EXERCISE
Once the line containing "pub struct ToolSpec" is found in the entries below, reproduce it and every line after it, stopping at and including the line containing "fn spec(&self) -> ToolSpec;"; reproduce nothing else, and keep each line exact.

PROVIDED DATA
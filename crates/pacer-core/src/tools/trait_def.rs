//! The `Tool` trait -- the interface every agent-callable tool implements.
//!
//! The trait is object-safe so tools can be stored as `Box<dyn Tool>` in the
//! [`super::ToolRegistry`].

use async_trait::async_trait;
use serde::Serialize;
use serde_json::Value;
use sqlx::PgPool;

use crate::config::EngineConfig;

use super::ToolError;

/// One parameter in a tool's signature.
#[derive(Debug, Clone, PartialEq, Eq, Serialize)]
pub struct ToolParam {
    pub name: &'static str,
    pub description: &'static str,
    pub required: bool,
}

impl ToolParam {
    pub const fn required(name: &'static str, description: &'static str) -> Self {
        Self {
            name,
            description,
            required: true,
        }
    }

    pub const fn optional(name: &'static str, description: &'static str) -> Self {
        Self {
            name,
            description,
            required: false,
        }
    }
}

/// Name, description and parameters, as shown to the calling agent.
#[derive(Debug, Clone, PartialEq, Eq, Serialize)]
pub struct ToolSpec {
    pub name: &'static str,
    pub description: &'static str,
    pub params: Vec<ToolParam>,
}

/// Shared state handed to every tool call.
#[derive(Debug, Clone)]
pub struct ToolContext {
    pub pool: PgPool,
    pub config: EngineConfig,
}

/// A tool the agent layer can call by name with a flat JSON object.
#[async_trait]
pub trait Tool: Send + Sync {
    fn spec(&self) -> ToolSpec;

    /// Prefix put in front of the error text when the call fails.
    fn error_prefix(&self) -> &'static str {
        "Error"
    }

    /// Run the tool. `args` is the JSON object sent by the caller.
    async fn call(&self, ctx: &ToolContext, args: &Value) -> Result<String, ToolError>;
}

const _: () = {
    fn _assert_object_safe(_: &dyn Tool) {}
};
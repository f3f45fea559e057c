pub mod activities;
pub mod plans;
pub mod workouts;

PROBLEM SOLUTION
pub struct ToolSpec {
    pub name: &'static str,
    pub description: &'static str,
    pub params: Vec<ToolParam>,
}

/// Shared state handed to every tool call.
#[derive(Debug, Clone)]
pub struct ToolContext {
    pub pool: PgPool,
    pub config: EngineConfig,
}

/// A tool the agent layer can call by name with a flat JSON object.
#[async_trait]
pub trait Tool: Send + Sync {
    fn spec(&self) -> ToolSpec;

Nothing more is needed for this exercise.